Saturday Night at the Movies
Voices leaking from a sad cafe: Inside Llewyn Davis
By Dennis Hartley
Q: What do you call a musician without a girlfriend?
A: Homeless.
-Anonymous
Some years back, while working as a morning radio host in Fairbanks, I was once scheduled to do an on-air interview with a popular Alaskan folk singer named Hobo Jim, who was slated to perform locally that evening. Unfortunately, he missed the interview window. The exasperated promoter called me after my show, explaining Jim was still on the road. While transportation had been offered, Jim had declined, preferring instead to hitchhike the 360 miles from the previous night's gig in Anchorage. I didn't feel slighted, because I figured there had to be some logical reason they called this fellow "Hobo" Jim.
Then of course you've got your Ramblin' Jack Elliott, your Freewheelin' Bob Dylan, Steve Martin's "Ramblin' Guy"...and now, thanks to the fertile imaginations of the Coen Brothers, your couch-surfin' Llewyn Davis. "Rambling" and "freewheeling" could describe the tone of Inside Llewyn Davis, a loose (very loose) narrative depicting several days in the life of the eponymous character, a sad sack folk singer (Oscar Isaac). The year is 1961, and the percolating Greenwich Village coffeehouse music scene provides the backdrop. That Zimmerman kid and some of his contemporaries are starting to make a bit of a splash; Llewyn Davis, not so much. Llewyn is one of those struggling artists perennially mired at the crossroads of "The Big Time" and "Bus Ride Back to Obscurity".

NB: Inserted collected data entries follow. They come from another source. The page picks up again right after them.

mod cofg;
mod error;
mod fetch;
mod port;
mod server;
#[cfg(test)]
mod test;

use std::path::PathBuf;
use std::time::Duration;

use clap::Parser;
use log::{debug, error, info};

use crate::cofg::config::Cofg;
use crate::error::AppResult;

fn init_logger() {
    env_logger::builder()
        .default_format()
        .format_module_path(true)
        .format_line_number(true)
        .format_timestamp(None)
        .filter_level(log::LevelFilter::Info)
        .parse_default_env()
        .init();
}

/// Run the whole smoke sequence: allocate an ephemeral port, serve the
/// content root on it, wait for the listener, fetch the homepage once and
/// check it carries the marker.
///
/// The server guard is stopped on every exit path (explicitly on the normal
/// path, via `Drop` otherwise), so a failed fetch never leaks the listener.
pub(crate) fn run_smoke(c: &Cofg) -> AppResult<()> {
    let port = port::find_free_port()?;
    debug!("allocated port {port}");

    let server =
        server::StaticServer::spawn(PathBuf::from(&c.public_path), port, c.directory_listing)?;

    let result = (|| {
        server::wait_ready(port, Duration::from_millis(c.fetch.ready_timeout_millis))?;
        let body = fetch::fetch_homepage(port, Duration::from_secs(c.fetch.timeout_secs))?;
        fetch::check_marker(&body, &c.marker)
    })();

    server.stop();
    result
}

fn main() {
    init_logger();
    let args = cofg::cli::Args::parse();

    let outcome = cofg::load(&args).and_then(|c| {
        debug!("cofg: {c:#?}");
        run_smoke(&c)
    });

    match outcome {
        Ok(()) => info!("homepage smoke test passed"),
        Err(e) => {
            error!("homepage smoke test failed: {e}");
            std::process::exit(1);
        }
    }
}
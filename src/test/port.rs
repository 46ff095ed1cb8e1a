//! Port allocator tests

use std::net::TcpListener;

use crate::port::find_free_port;

#[test]
fn allocated_port_is_immediately_rebindable() {
    let port = find_free_port().unwrap();
    assert!(port > 0);
    TcpListener::bind(("127.0.0.1", port)).expect("allocated port should be free for rebinding");
}

#[test]
fn consecutive_allocations_are_independent() {
    let a = find_free_port().unwrap();
    let b = find_free_port().unwrap();

    // The OS may hand out the same number twice once the probe is released;
    // what matters is that each returned port is bindable afterwards.
    let _la = TcpListener::bind(("127.0.0.1", a)).unwrap();
    if b != a {
        let _lb = TcpListener::bind(("127.0.0.1", b)).unwrap();
    }
}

Llewyn has tons of down time, in between spotty gigs and waiting for (any) news from his comically ineffectual manager, Mel Novikoff (the late Jerry Grayson). He spends most of that time brooding. He has a lot of things to brood over. Like why nearly all the pressings of his first solo album ("Inside Llewyn Davis") have been returned by the record company and are sitting in unopened boxes in Mel's office. Or why his former musical partner decided to throw himself off the George Washington Bridge soon after the duo released their only album. Or why Jean (Carey Mulligan) the girlfriend and singing partner of his friend Jim (Justin Timberlake) and with whom he has had a brief fling, is blaming him for a surprise pregnancy and pressing him to pay for an abortion. And then there is the matter of a lost cat, that he finds, but then loses again (don’t ask).
I suppose it wouldn’t be a proper folk singer’s yarn if there wasn’t a bit of that ramblin’, and it arrives in the form of Llewyn’s road trip to Chicago with a misanthropic jazz musician (Coen stalwart John Goodman), a pithy beat poet (Garret Hedlund) and the aforementioned cat (who says nothing). This is the unquestionable centerpiece of the film, as well as the most recognizably “Coen-esque” sequence (you could say it’s where the rubber meets the road, both literally and metaphorically). In fact, how you respond to what transpires therein will determine whether you come away loving or hating the film. If that sounds nebulous, you don’t know the half of it. Especially once you try to digest the metaphysical conundrum at the end that makes you question how much of what you’ve just seen is, erm, what you’ve just seen. Aw, screw it. It’s the Coens-deal with it.
That whole “don’t expect a cohesive narrative” thing aside, the Coens have succeeded in making another one of those films that you may find yourself digesting for a couple days afterward. While I wouldn’t put it up there with one of their stone classics like Blood Simple, Fargo, or No Country for Old Men, it fits in comfortably with chin-stroking character studies like Barton Fink, The Man Who Wasn’t There and A Serious Man. And there are quotable lines; not as numerous as in, let’s say, The Big Lebowski…but I enjoyed genuine belly laughs amidst the angst. As usual, the Coens have assembled a sterling ensemble (F. Murray Abraham is a particular delight in his brief appearance as a jaded impresario). The musical performances by the actors (produced by T-Bone Burnett) are heartfelt and impressive; especially when stacked against obvious ringers like Timberlake. Attention to period detail adds to the verisimilitude. Inside Llewyn Davis may not answer all the important questions (I still don’t know how many roads a man must walk down, before they call him a man) but it does manage to hit all the right notes.